## GOAL OF THE EXERCISE
Read the lines below. Copy out any that hold the string "sections".

[Saved data entries]

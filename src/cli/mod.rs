//! CLI command definitions and argument parsing.
//!
//! Uses clap derive macros for ergonomic argument definitions.

pub mod args;

use colored::Colorize;

/// Print a one-line status message to stderr.
///
/// Kept off stdout so rendered output can be piped.
pub fn status(message: &str) {
    use std::io::Write;
    let stderr = std::io::stderr();
    let mut handle = stderr.lock();
    let _ = writeln!(handle, "  {} {}", "›".cyan(), message.dimmed());
    let _ = handle.flush();
}
//! Changelog output types.

use std::fmt;

use serde::{Deserialize, Serialize};

/// A display section of a generated changelog.
///
/// `heading` is the category line as the model wrote it (e.g. `## Features:`);
/// `lines` are the body lines that followed it, trimmed, in order.
#[derive(Debug, Clone, Default, PartialEq, Eq, Serialize, Deserialize)]
pub struct Section {
    #[serde(default, skip_serializing_if = "Option::is_none")]
    pub heading: Option<String>,
    #[serde(default)]
    pub lines: Vec<String>,
}

impl Section {
    pub fn is_empty(&self) -> bool {
        self.heading.is_none() && self.lines.is_empty()
    }

    /// Heading text with markdown markers and trailing colon removed.
    ///
    /// `"## Features:"` becomes `"Features"`.
    pub fn title(&self) -> Option<&str> {
        self.heading.as_deref().map(|h| {
            h.trim_start_matches('#')
                .trim()
                .trim_end_matches(':')
                .trim()
        })
    }
}

/// Failure class of an unsuccessful changelog run.
#[derive(Debug, Clone, Copy, PartialEq, Eq, Hash, Serialize, Deserialize)]
#[serde(rename_all = "snake_case")]
pub enum ErrorKind {
    /// Empty or malformed input.
    Validation,
    /// Missing or rejected credential (generation service or GitHub).
    Auth,
    /// Repository not found, bad revision range, rate limited, bad URL.
    Source,
    /// Network or service fault on an external call.
    UpstreamUnavailable,
    /// The generation service answered with blank text.
    EmptyResponse,
}

impl fmt::Display for ErrorKind {
    fn fmt(&self, f: &mut fmt::Formatter<'_>) -> fmt::Result {
        match self {
            ErrorKind::Validation => write!(f, "validation"),
            ErrorKind::Auth => write!(f, "auth"),
            ErrorKind::Source => write!(f, "source"),
            ErrorKind::UpstreamUnavailable => write!(f, "upstream_unavailable"),
            ErrorKind::EmptyResponse => write!(f, "empty_response"),
        }
    }
}

/// Outcome of one changelog invocation.
///
/// Built once per call and handed to the caller; never persisted.
#[derive(Debug, Clone, PartialEq, Eq, Serialize, Deserialize)]
pub struct ChangelogResult {
    pub success: bool,
    #[serde(default, skip_serializing_if = "Option::is_none")]
    pub notes: Option<String>,
    #[serde(default, skip_serializing_if = "Vec::is_empty")]
    pub sections: Vec<Section>,
    #[serde(default, skip_serializing_if = "Option::is_none")]
    pub error: Option<String>,
    #[serde(default, skip_serializing_if = "Option::is_none")]
    pub error_kind: Option<ErrorKind>,
    #[serde(default, skip_serializing_if = "Option::is_none")]
    pub commit_count: Option<usize>,
    /// Commits dropped from the prompt to respect the input limit.
    #[serde(default, skip_serializing_if = "is_zero")]
    pub omitted_commits: usize,
    #[serde(default, skip_serializing_if = "Option::is_none")]
    pub warning: Option<String>,
}

fn is_zero(n: &usize) -> bool {
    *n == 0
}

impl ChangelogResult {
    /// A successful run.
    pub fn generated(notes: String, sections: Vec<Section>, commit_count: usize, omitted: usize) -> Self {
        let warning = (omitted > 0).then(|| {
            format!(
                "{omitted} of {commit_count} commit(s) were omitted to fit the generation input limit; \
                 the oldest commits were dropped"
            )
        });
        Self {
            success: true,
            notes: Some(notes),
            sections,
            error: None,
            error_kind: None,
            commit_count: Some(commit_count),
            omitted_commits: omitted,
            warning,
        }
    }

    /// A failed run. `commit_count` is known when commits were collected before the failure.
    pub fn failed(kind: ErrorKind, message: impl Into<String>, commit_count: Option<usize>) -> Self {
        Self {
            success: false,
            notes: None,
            sections: Vec::new(),
            error: Some(message.into()),
            error_kind: Some(kind),
            commit_count,
            omitted_commits: 0,
            warning: None,
        }
    }
}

## SOLUTION
    pub sections: Vec<Section>,
    pub fn generated(notes: String, sections: Vec<Section>, commit_count: usize, omitted: usize) -> Self {
            sections,
            sections: Vec::new(),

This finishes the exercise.